Happy Columbus Day – A Very Controversial Holiday
Columbus Day is a national holiday in many countries of the Americas and elsewhere, and a federal holiday in the United States, which officially celebrates the anniversary of Christopher Columbus’s arrival in the Americas. Columbus went ashore at Guanahaní, an island in the Bahamas, on October 12, 1492 as pictured below.
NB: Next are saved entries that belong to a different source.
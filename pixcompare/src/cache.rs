//! Bounded cache of resampled rasters.
//!
//! Entries are keyed by source identity and target size. Eviction is by
//! insertion order: a lookup hit does not make an entry younger.

use std::collections::{HashMap, VecDeque};

use crate::consts::CACHE_CAPACITY;
use crate::raster::{RasterImage, SourceId};

/// Cache key: which source, resampled to which size.
#[derive(Debug, Clone, PartialEq, Eq, Hash)]
pub struct CacheKey {
    /// Identity of the raster the entry was resampled from.
    pub source: SourceId,
    /// Target width.
    pub width: usize,
    /// Target height.
    pub height: usize,
}

impl CacheKey {
    /// Key for `source` resampled to `width` x `height`.
    #[must_use]
    pub fn new(source: SourceId, width: usize, height: usize) -> Self {
        Self {
            source,
            width,
            height,
        }
    }
}

/// Memoizes resampled rasters, keeping at most `capacity` entries.
///
/// Not synchronized. A session owns one; wrap it in a mutex to share it.
#[derive(Debug)]
pub struct ScaledImageCache {
    entries: HashMap<CacheKey, RasterImage>,
    order: VecDeque<CacheKey>,
    capacity: usize,
}

impl Default for ScaledImageCache {
    fn default() -> Self {
        Self::with_capacity(CACHE_CAPACITY)
    }
}

impl ScaledImageCache {
    /// Creates a cache holding at most `capacity` entries (at least one).
    #[must_use]
    pub fn with_capacity(capacity: usize) -> Self {
        let capacity = capacity.max(1);
        Self {
            entries: HashMap::with_capacity(capacity + 1),
            order: VecDeque::with_capacity(capacity + 1),
            capacity,
        }
    }

    /// Returns the cached raster for `(source, width, height)`, running
    /// `producer` and storing its result on a miss.
    pub fn get_or_create<F>(
        &mut self,
        source: &SourceId,
        width: usize,
        height: usize,
        producer: F,
    ) -> RasterImage
    where
        F: FnOnce() -> RasterImage,
    {
        match self.try_get_or_create(source, width, height, || {
            Ok::<_, std::convert::Infallible>(producer())
        }) {
            Ok(image) => image,
            Err(never) => match never {},
        }
    }

    /// Like [`get_or_create`](Self::get_or_create) for a fallible producer.
    /// Nothing is stored when the producer fails.
    ///
    /// # Errors
    /// Propagates the producer's error.
    pub fn try_get_or_create<F, E>(
        &mut self,
        source: &SourceId,
        width: usize,
        height: usize,
        producer: F,
    ) -> Result<RasterImage, E>
    where
        F: FnOnce() -> Result<RasterImage, E>,
    {
        let key = CacheKey::new(source.clone(), width, height);
        if let Some(hit) = self.entries.get(&key) {
            log::trace!("scaled cache hit: {source} at {width}x{height}");
            return Ok(hit.clone());
        }

        let image = producer()?;
        self.insert(key, image.clone());
        Ok(image)
    }

    /// Cached raster for a key, if present. Does not affect eviction order.
    #[must_use]
    pub fn get(&self, source: &SourceId, width: usize, height: usize) -> Option<&RasterImage> {
        self.entries
            .get(&CacheKey::new(source.clone(), width, height))
    }

    /// Whether a key is cached.
    #[must_use]
    pub fn contains(&self, source: &SourceId, width: usize, height: usize) -> bool {
        self.get(source, width, height).is_some()
    }

    /// Keys in insertion order, oldest first.
    pub fn keys(&self) -> impl Iterator<Item = &CacheKey> {
        self.order.iter()
    }

    /// Drops every entry.
    pub fn clear(&mut self) {
        self.entries.clear();
        self.order.clear();
    }

    /// Number of cached entries.
    #[must_use]
    pub fn len(&self) -> usize {
        self.entries.len()
    }

    /// Whether the cache holds no entries.
    #[must_use]
    pub fn is_empty(&self) -> bool {
        self.entries.is_empty()
    }

    /// Maximum number of entries kept before the oldest is evicted.
    #[must_use]
    pub fn capacity(&self) -> usize {
        self.capacity
    }

    fn insert(&mut self, key: CacheKey, image: RasterImage) {
        if self.entries.insert(key.clone(), image).is_none() {
            self.order.push_back(key);
        }
        if self.entries.len() > self.capacity {
            if let Some(oldest) = self.order.pop_front() {
                log::debug!(
                    "scaled cache full ({}), evicting {} at {}x{}",
                    self.capacity,
                    oldest.source,
                    oldest.width,
                    oldest.height
                );
                self.entries.remove(&oldest);
            }
        }
    }
}

#[cfg(test)]
mod tests {
    use super::*;
    use rgb::RGBA8;

    fn raster(id: u64, w: usize, h: usize) -> RasterImage {
        RasterImage::filled(SourceId::opaque(id), w, h, RGBA8::default()).unwrap()
    }

    #[test]
    fn test_hit_skips_producer() {
        let mut cache = ScaledImageCache::default();
        let source = SourceId::file("a.png", 10);
        let first = cache.get_or_create(&source, 4, 4, || raster(1, 4, 4));
        let second = cache.get_or_create(&source, 4, 4, || panic!("producer ran on a hit"));
        assert!(first.shares_pixels(&second));
        assert_eq!(cache.len(), 1);
    }

    #[test]
    fn test_key_includes_dimensions() {
        let mut cache = ScaledImageCache::default();
        let source = SourceId::opaque(1);
        cache.get_or_create(&source, 4, 4, || raster(1, 4, 4));
        cache.get_or_create(&source, 2, 2, || raster(1, 2, 2));
        assert_eq!(cache.len(), 2);
        assert!(cache.contains(&source, 4, 4));
        assert!(cache.contains(&source, 2, 2));
        assert!(!cache.contains(&SourceId::opaque(2), 4, 4));
    }

    #[test]
    fn test_insertion_order_eviction() {
        let mut cache = ScaledImageCache::with_capacity(3);
        for id in 0..3 {
            cache.get_or_create(&SourceId::opaque(id), 1, 1, || raster(id, 1, 1));
        }
        // A hit on the oldest entry does not protect it.
        cache.get_or_create(&SourceId::opaque(0), 1, 1, || panic!("should hit"));
        cache.get_or_create(&SourceId::opaque(3), 1, 1, || raster(3, 1, 1));

        assert_eq!(cache.len(), 3);
        assert!(!cache.contains(&SourceId::opaque(0), 1, 1));
        let ids: Vec<_> = cache.keys().map(|k| k.source.clone()).collect();
        assert_eq!(
            ids,
            vec![SourceId::opaque(1), SourceId::opaque(2), SourceId::opaque(3)]
        );
    }

    #[test]
    fn test_failed_producer_stores_nothing() {
        let mut cache = ScaledImageCache::default();
        let result: Result<RasterImage, &str> =
            cache.try_get_or_create(&SourceId::opaque(1), 2, 2, || Err("boom"));
        assert_eq!(result.unwrap_err(), "boom");
        assert!(cache.is_empty());
    }

    #[test]
    fn test_clear() {
        let mut cache = ScaledImageCache::default();
        cache.get_or_create(&SourceId::opaque(1), 1, 1, || raster(1, 1, 1));
        cache.clear();
        assert!(cache.is_empty());
        assert_eq!(cache.keys().count(), 0);
        assert_eq!(cache.capacity(), CACHE_CAPACITY);
    }
}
Colombian President Gustavo Petro pictured at the top, said on Saturday, October 12, that “there was no discovery” of America because before 1492 there were already human beings inhabiting the continent. “There was no discovery. Humans in America had already known each other for tens of thousands of years,” the Colombian president said on social media X. Petro added: “Anyone who is unaware of this reality should go to Chibiriquete, San José del Guaviare, Colombia, where the prehistoric Sistine Chapel is located. Some twenty thousand years of enormous and beautiful murals of a culture that was just emerging.”
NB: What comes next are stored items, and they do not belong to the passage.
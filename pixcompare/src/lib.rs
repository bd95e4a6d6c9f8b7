//! # pixcompare
//!
//! Pixel-level comparison of two images: mean squared error, PSNR, a
//! simplified global SSIM, differing-pixel statistics, and a red-channel
//! difference map.
//!
//! The pipeline is:
//! - **Load**: decode bytes into an RGBA8 [`RasterImage`], capped at 4096 px
//!   per side.
//! - **Reconcile**: check that both images share an aspect ratio and downsample
//!   the larger one to the smaller resolution (never upscale).
//! - **Measure / render**: compute [`ComparisonMetrics`] and a
//!   [`DifferenceRaster`] over the reconciled pair.
//!
//! A [`ComparisonSession`] ties these together with a bounded cache of
//! resampled rasters and a debouncer for bursts of comparison requests.
//!
//! ## SSIM caveat
//!
//! [`ComparisonMetrics::ssim`] uses one global window over unweighted luma
//! `(R + G + B) / 3`. It tracks global brightness and contrast, not local
//! structure, and can leave `[-1, 1]` for pathological inputs. Treat it as an
//! approximation, not a reference SSIM.
//!
//! ## Example
//!
//! ```rust
//! use pixcompare::{compare_images, CompareParams, RasterImage, SourceId, RGBA8};
//!
//! let a = RasterImage::filled(SourceId::opaque(1), 64, 32, RGBA8::new(0, 0, 0, 255))?;
//! let b = RasterImage::filled(SourceId::opaque(2), 32, 16, RGBA8::new(255, 255, 255, 255))?;
//!
//! let metrics = compare_images(&a, &b, &CompareParams::default())?;
//! assert_eq!(metrics.max_difference, 765);
//! assert_eq!(metrics.pixel_differences, 32 * 16);
//! # Ok::<(), pixcompare::CompareError>(())
//! ```
//!
//! ## Features
//!
//! - **`serde`**: `Serialize`/`Deserialize` for [`ComparisonMetrics`]. An
//!   infinite PSNR is written as `null`.

#![warn(clippy::all)]
#![warn(clippy::pedantic)]
#![allow(clippy::module_name_repetitions)]
#![allow(clippy::similar_names)]
#![allow(clippy::cast_precision_loss)]
#![allow(clippy::cast_possible_truncation)]
#![allow(clippy::cast_sign_loss)]
#![allow(clippy::cast_possible_wrap)]
#![allow(clippy::must_use_candidate)]
#![allow(clippy::missing_panics_doc)]
#![allow(clippy::doc_markdown)]

pub mod cache;
pub mod consts;
pub mod debounce;
mod diff;
pub mod loader;
mod metrics;
mod raster;
pub mod reconcile;
pub mod session;

use std::fmt;
use std::time::Duration;

pub use image::imageops::FilterType;
pub use imgref::{Img, ImgRef, ImgVec};
pub use rgb::RGBA8;

pub use cache::ScaledImageCache;
pub use debounce::Debouncer;
pub use diff::{amplify, difference_image, render_difference, DifferenceRaster};
pub use loader::load_image;
pub use metrics::{compute_metrics, psnr_from_mse, simplified_ssim, ComparisonMetrics};
pub use raster::{RasterImage, SourceId};
pub use reconcile::{reconcile, resample};
pub use session::ComparisonSession;

/// Error type for comparison operations.
#[derive(Debug)]
#[non_exhaustive]
pub enum CompareError {
    /// The input could not be decoded as an image.
    Decode(image::ImageError),
    /// The two images' aspect ratios differ by more than the tolerance.
    AspectMismatch {
        /// First image `width / height`.
        ratio1: f64,
        /// Second image `width / height`.
        ratio2: f64,
    },
    /// Image dimensions don't match. Metric and diff functions expect
    /// reconciled input, so this is a caller bug.
    DimensionMismatch {
        /// First image width.
        w1: usize,
        /// First image height.
        h1: usize,
        /// Second image width.
        w2: usize,
        /// Second image height.
        h2: usize,
    },
    /// Zero-sized or unrepresentable dimensions.
    InvalidDimensions {
        /// Width provided.
        width: usize,
        /// Height provided.
        height: usize,
    },
    /// Buffer size doesn't match the dimensions.
    InvalidBufferSize {
        /// Expected length.
        expected: usize,
        /// Actual length.
        actual: usize,
    },
    /// A parameter is out of range.
    InvalidParameter {
        /// Parameter name.
        name: &'static str,
        /// Offending value.
        value: f64,
    },
}

impl fmt::Display for CompareError {
    fn fmt(&self, f: &mut fmt::Formatter<'_>) -> fmt::Result {
        match self {
            Self::Decode(e) => write!(f, "failed to decode image: {e}"),
            Self::AspectMismatch { ratio1, ratio2 } => write!(
                f,
                "images must have the same aspect ratio: image 1: {ratio1:.3}, image 2: {ratio2:.3}"
            ),
            Self::DimensionMismatch { w1, h1, w2, h2 } => {
                write!(f, "image dimensions don't match: {w1}x{h1} vs {w2}x{h2}")
            }
            Self::InvalidDimensions { width, height } => {
                write!(f, "invalid dimensions: {width}x{height}")
            }
            Self::InvalidBufferSize { expected, actual } => {
                write!(
                    f,
                    "buffer size {actual} doesn't match expected size {expected}"
                )
            }
            Self::InvalidParameter { name, value } => {
                write!(f, "invalid value for {name}: {value}")
            }
        }
    }
}

impl std::error::Error for CompareError {
    fn source(&self) -> Option<&(dyn std::error::Error + 'static)> {
        match self {
            Self::Decode(e) => Some(e),
            _ => None,
        }
    }
}

impl From<image::ImageError> for CompareError {
    fn from(e: image::ImageError) -> Self {
        Self::Decode(e)
    }
}

/// Comparison parameters.
///
/// Use the builder pattern to construct:
/// ```rust
/// use pixcompare::{CompareParams, FilterType};
/// use std::time::Duration;
///
/// let params = CompareParams::new()
///     .with_max_dimension(2048)                        // Smaller ingest cap
///     .with_filter(FilterType::CatmullRom)             // Sharper downsampling
///     .with_debounce_delay(Duration::from_millis(150));
/// assert!(params.validate().is_ok());
/// ```
#[derive(Debug, Clone)]
pub struct CompareParams {
    max_dimension: u32,
    decode_alloc_limit: u64,
    aspect_tolerance: f64,
    filter: FilterType,
    cache_capacity: usize,
    debounce_delay: Duration,
}

impl Default for CompareParams {
    fn default() -> Self {
        Self {
            max_dimension: consts::MAX_DIMENSION,
            decode_alloc_limit: consts::DECODE_ALLOC_LIMIT,
            aspect_tolerance: consts::ASPECT_RATIO_TOLERANCE,
            filter: FilterType::Triangle,
            cache_capacity: consts::CACHE_CAPACITY,
            debounce_delay: consts::DEBOUNCE_DELAY,
        }
    }
}

impl CompareParams {
    /// Creates a new `CompareParams` with default values.
    #[must_use]
    pub fn new() -> Self {
        Self::default()
    }

    /// Sets the largest width or height a loaded image keeps.
    #[must_use]
    pub fn with_max_dimension(mut self, max_dimension: u32) -> Self {
        self.max_dimension = max_dimension;
        self
    }

    /// Sets how many bytes the decoder may allocate for one image.
    #[must_use]
    pub fn with_decode_alloc_limit(mut self, decode_alloc_limit: u64) -> Self {
        self.decode_alloc_limit = decode_alloc_limit;
        self
    }

    /// Sets the absolute tolerance on `width / height` between the two images.
    #[must_use]
    pub fn with_aspect_tolerance(mut self, aspect_tolerance: f64) -> Self {
        self.aspect_tolerance = aspect_tolerance;
        self
    }

    /// Sets the resampling filter used for downscaling.
    #[must_use]
    pub fn with_filter(mut self, filter: FilterType) -> Self {
        self.filter = filter;
        self
    }

    /// Sets how many resampled rasters a session keeps.
    #[must_use]
    pub fn with_cache_capacity(mut self, cache_capacity: usize) -> Self {
        self.cache_capacity = cache_capacity;
        self
    }

    /// Sets the quiet period before a debounced comparison runs.
    #[must_use]
    pub fn with_debounce_delay(mut self, debounce_delay: Duration) -> Self {
        self.debounce_delay = debounce_delay;
        self
    }

    /// Returns the ingest dimension cap.
    #[must_use]
    pub fn max_dimension(&self) -> u32 {
        self.max_dimension
    }

    /// Returns the decoder allocation limit in bytes.
    #[must_use]
    pub fn decode_alloc_limit(&self) -> u64 {
        self.decode_alloc_limit
    }

    /// Returns the aspect ratio tolerance.
    #[must_use]
    pub fn aspect_tolerance(&self) -> f64 {
        self.aspect_tolerance
    }

    /// Returns the resampling filter.
    #[must_use]
    pub fn filter(&self) -> FilterType {
        self.filter
    }

    /// Returns the session cache capacity.
    #[must_use]
    pub fn cache_capacity(&self) -> usize {
        self.cache_capacity
    }

    /// Returns the debounce delay.
    #[must_use]
    pub fn debounce_delay(&self) -> Duration {
        self.debounce_delay
    }

    /// Checks that every parameter is usable.
    ///
    /// # Errors
    /// Returns [`CompareError::InvalidParameter`] naming the first bad value.
    pub fn validate(&self) -> Result<(), CompareError> {
        if self.max_dimension == 0 {
            return Err(CompareError::InvalidParameter {
                name: "max_dimension",
                value: 0.0,
            });
        }
        if self.decode_alloc_limit == 0 {
            return Err(CompareError::InvalidParameter {
                name: "decode_alloc_limit",
                value: 0.0,
            });
        }
        if !self.aspect_tolerance.is_finite() || self.aspect_tolerance < 0.0 {
            return Err(CompareError::InvalidParameter {
                name: "aspect_tolerance",
                value: self.aspect_tolerance,
            });
        }
        if self.cache_capacity == 0 {
            return Err(CompareError::InvalidParameter {
                name: "cache_capacity",
                value: 0.0,
            });
        }
        Ok(())
    }
}

/// Reconciles `a` and `b` and computes their metrics.
///
/// Either the full metrics are returned or an error; nothing partial.
///
/// # Errors
/// Returns [`CompareError::AspectMismatch`] if the aspect ratios are
/// incompatible.
pub fn compare_images(
    a: &RasterImage,
    b: &RasterImage,
    params: &CompareParams,
) -> Result<ComparisonMetrics, CompareError> {
    let (a, b) = reconcile(a, b, params)?;
    compute_metrics(a.as_img(), b.as_img())
}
The Serranía de Chiribiquete National Natural Park, a UNESCO World Heritage Site, is known as an indigenous sacred centre and the birthplace of the jaguar. It is also an archaeological and biological treasure, with notable features such as the cave paintings of La Lindosa and the tepuis, steep plateaus with vertical walls and relatively flat peaks. The Colombian government is commemorating this Saturday the day of ethnic and cultural diversity, instead of the day of the race. “We commemorate the richness of the diverse cultures and traditions that make up our country. This day is an opportunity to reflect on the importance of inclusion and respect for all ethnic identities, recognizing that each culture enriches our social fabric,” the Foreign Ministry said in a message posted on its social media.
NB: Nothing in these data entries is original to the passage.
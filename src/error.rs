use axum::{
    http::StatusCode,
    response::{IntoResponse, Response},
    Json,
};
use serde_json::json;
use thiserror::Error;

#[derive(Error, Debug)]
pub enum DaemonError {
    #[error("Docker error: {0}")]
    Docker(#[from] bollard::errors::Error),

    #[error("Docker image not found: {0}")]
    ImageNotFound(String),

    #[error("Container not found: {0}")]
    ContainerNotFound(String),

    #[error("Not found: {0}")]
    NotFound(String),

    #[error("Bad request: {0}")]
    BadRequest(String),

    #[error("Unauthorized: {0}")]
    Unauthorized(String),

    #[error("Forbidden: {0}")]
    Forbidden(String),

    #[error("Upstream request timed out")]
    UpstreamTimeout,

    #[error("Upstream request failed: {0}")]
    UpstreamUnreachable(String),

    #[error("Database error: {0}")]
    Database(#[from] crate::database::DatabaseError),

    #[error("Internal error: {0}")]
    Internal(String),
}

impl From<crate::engine::EngineError> for DaemonError {
    fn from(e: crate::engine::EngineError) -> Self {
        use crate::engine::EngineError;

        match e {
            EngineError::Docker(e) => DaemonError::Docker(e),
            EngineError::ImageNotFound(image) => DaemonError::ImageNotFound(image),
            EngineError::ContainerNotFound(id) => DaemonError::ContainerNotFound(id),
            other => DaemonError::Internal(other.to_string()),
        }
    }
}

impl IntoResponse for DaemonError {
    fn into_response(self) -> Response {
        let (status, message) = match &self {
            DaemonError::Docker(e) => (StatusCode::INTERNAL_SERVER_ERROR, e.to_string()),
            DaemonError::ImageNotFound(image) => {
                (StatusCode::BAD_REQUEST, format!("Docker image not found: {}", image))
            }
            DaemonError::ContainerNotFound(id) => {
                (StatusCode::NOT_FOUND, format!("Container not found: {}", id))
            }
            DaemonError::NotFound(msg) => (StatusCode::NOT_FOUND, msg.clone()),
            DaemonError::BadRequest(msg) => (StatusCode::BAD_REQUEST, msg.clone()),
            DaemonError::Unauthorized(msg) => (StatusCode::UNAUTHORIZED, msg.clone()),
            DaemonError::Forbidden(msg) => (StatusCode::FORBIDDEN, msg.clone()),
            DaemonError::UpstreamTimeout => {
                (StatusCode::GATEWAY_TIMEOUT, "Upstream request timed out".to_string())
            }
            DaemonError::UpstreamUnreachable(msg) => {
                (StatusCode::BAD_GATEWAY, format!("Failed to fetch URL: {}", msg))
            }
            DaemonError::Database(e) => (StatusCode::INTERNAL_SERVER_ERROR, e.to_string()),
            DaemonError::Internal(msg) => (StatusCode::INTERNAL_SERVER_ERROR, msg.clone()),
        };

        let body = Json(json!({
            "error": true,
            "message": message,
        }));

        (status, body).into_response()
    }
}

pub type Result<T> = std::result::Result<T, DaemonError>;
Petro and his government are thus intervening in the debate that arose in Mexico in 2019 when the then Mexican president, Andrés Manuel López Obrador, asked the King of Spain, Felipe VI, in a letter to apologize for the conquest. López Obrador’s successor, Claudia Sheinbaum, encouraged Spain on Saturday to use October 12, which in Mexico is now celebrated as the Day of Indigenous Resistance, to begin a public apology to Mexico’s indigenous peoples for the abuses of the conquest. This comes after the Mexican president did not invite Felipe VI to her inauguration last week for not responding to the letter that López Obrador sent her in 2019.